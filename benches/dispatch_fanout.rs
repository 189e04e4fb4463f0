//! Dispatch fan-out benchmark suite.
//!
//! Measures routing one inbound message through dispatchers of growing size:
//! - Handler counts: 1, 16, 128
//! - Filters: wildcard only, mixed feature sets
//! - Parse + dispatch of a raw frame
//!
//! Run with: cargo bench --bench dispatch_fanout
//! Results saved to: target/criterion/

use std::hint::black_box;

use consult_realtime::{FeatureFilter, InboundMessage, MessageDispatcher};
use criterion::{BenchmarkId, Criterion, criterion_group, criterion_main};

// ============================================================================
// Benchmark Parameters
// ============================================================================

const HANDLER_COUNTS: &[usize] = &[1, 16, 128];

const FEATURES: &[&str] = &[
    "messaging",
    "typing_indicator",
    "read_receipt",
    "online_status",
    "notifications",
];

const FRAME: &str =
    r#"{"type":"new_message","feature":"messaging","content":"hello","senderId":"7"}"#;

// ============================================================================
// Setup
// ============================================================================

fn wildcard_dispatcher(count: usize) -> MessageDispatcher {
    let dispatcher = MessageDispatcher::new();
    for i in 0..count {
        dispatcher.register_handler(format!("page_{i}"), FeatureFilter::All, |msg| {
            black_box(msg.feature());
            Ok(true)
        });
    }
    dispatcher
}

fn mixed_dispatcher(count: usize) -> MessageDispatcher {
    let dispatcher = MessageDispatcher::new();
    for i in 0..count {
        let feature = FEATURES[i % FEATURES.len()];
        dispatcher.register_handler(format!("feature_{i}"), FeatureFilter::only([feature]), |msg| {
            black_box(msg.body().len());
            Ok(true)
        });
    }
    dispatcher
}

// ============================================================================
// Benchmark: Dispatch
// ============================================================================

fn bench_dispatch(c: &mut Criterion) {
    let message = InboundMessage::from_text(FRAME).unwrap();
    let mut group = c.benchmark_group("dispatch");

    for &count in HANDLER_COUNTS {
        let wildcard = wildcard_dispatcher(count);
        group.bench_with_input(BenchmarkId::new("wildcard", count), &count, |b, _| {
            b.iter(|| black_box(wildcard.dispatch(&message)));
        });

        let mixed = mixed_dispatcher(count);
        group.bench_with_input(BenchmarkId::new("mixed", count), &count, |b, _| {
            b.iter(|| black_box(mixed.dispatch(&message)));
        });
    }

    group.finish();
}

// ============================================================================
// Benchmark: Parse + Dispatch
// ============================================================================

fn bench_parse_and_dispatch(c: &mut Criterion) {
    let dispatcher = mixed_dispatcher(16);

    c.bench_function("parse_and_dispatch", |b| {
        b.iter(|| {
            let message = InboundMessage::from_text(black_box(FRAME)).unwrap();
            black_box(dispatcher.dispatch(&message))
        });
    });
}

criterion_group!(benches, bench_dispatch, bench_parse_and_dispatch);
criterion_main!(benches);
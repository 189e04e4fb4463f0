//! Shared fixtures for integration tests.

#![allow(dead_code)]

use std::sync::Arc;
use std::time::Duration;

use consult_realtime::{
    BackoffPolicy, ConnectionId, ConnectionParams, ConnectionRegistry, ConnectionStatus,
    CurrentUser, DeviceInfo, MemoryConnector, PageConnectionController, PolicyTable,
    StaticSession, UserType,
};
use parking_lot::Mutex;

/// Upper bound for any wait in these tests.
pub const WAIT: Duration = Duration::from_secs(3);

/// Registry on `connector` with millisecond-scale timers.
pub fn registry(connector: &MemoryConnector) -> ConnectionRegistry {
    registry_with_heartbeat(connector, Duration::from_secs(60))
}

pub fn registry_with_heartbeat(connector: &MemoryConnector, heartbeat: Duration) -> ConnectionRegistry {
    ConnectionRegistry::builder()
        .url("ws://memory.test/ws")
        .connector(connector.clone())
        .connect_timeout(Duration::from_millis(250))
        .heartbeat(heartbeat, 2)
        .backoff(BackoffPolicy {
            base_delay: Duration::from_millis(10),
            max_delay: Duration::from_millis(50),
            max_attempts: 3,
            jitter: true,
        })
        .build()
        .expect("valid test config")
}

pub fn params(path: &str) -> ConnectionParams {
    ConnectionParams::new(
        "42",
        Some("token".into()),
        UserType::Customer,
        ConnectionId::generate("chat", path),
    )
}

pub fn signed_in() -> Arc<StaticSession> {
    Arc::new(StaticSession::signed_in(
        CurrentUser::new("42", "customer"),
        "token",
    ))
}

pub fn page(
    registry: &ConnectionRegistry,
    session: &Arc<StaticSession>,
    path: &str,
) -> PageConnectionController {
    PageConnectionController::new(
        registry.clone(),
        Arc::new(PolicyTable::consultation()),
        session.clone(),
        Arc::new(DeviceInfo::default()),
        path,
    )
}

/// Records every status the registry reports, in order.
pub fn record_statuses(registry: &ConnectionRegistry) -> Arc<Mutex<Vec<ConnectionStatus>>> {
    let seen = Arc::new(Mutex::new(Vec::new()));
    let sink = Arc::clone(&seen);
    registry.add_connection_status_listener(move |change| sink.lock().push(change.current));
    seen
}

/// Waits until the registry reports `status`.
pub async fn wait_for_status(registry: &ConnectionRegistry, status: ConnectionStatus) {
    let mut rx = registry.subscribe_status();
    tokio::time::timeout(WAIT, rx.wait_for(|s| *s == status))
        .await
        .unwrap_or_else(|_| panic!("timed out waiting for {status}"))
        .expect("registry alive");
}

/// Polls `condition` until it holds.
pub async fn wait_until(mut condition: impl FnMut() -> bool) {
    tokio::time::timeout(WAIT, async {
        while !condition() {
            tokio::time::sleep(Duration::from_millis(5)).await;
        }
    })
    .await
    .expect("condition not reached in time");
}

/// Opt-in log output: `RUST_LOG=consult_realtime=debug cargo test`.
pub fn init_tracing() {
    let _ = tracing_subscriber::fmt()
        .with_env_filter(tracing_subscriber::EnvFilter::from_default_env())
        .with_test_writer()
        .try_init();
}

Requirement
A single figure is required: the number of lines in the data above in which the word "DeviceInfo" appears.

Answer section
2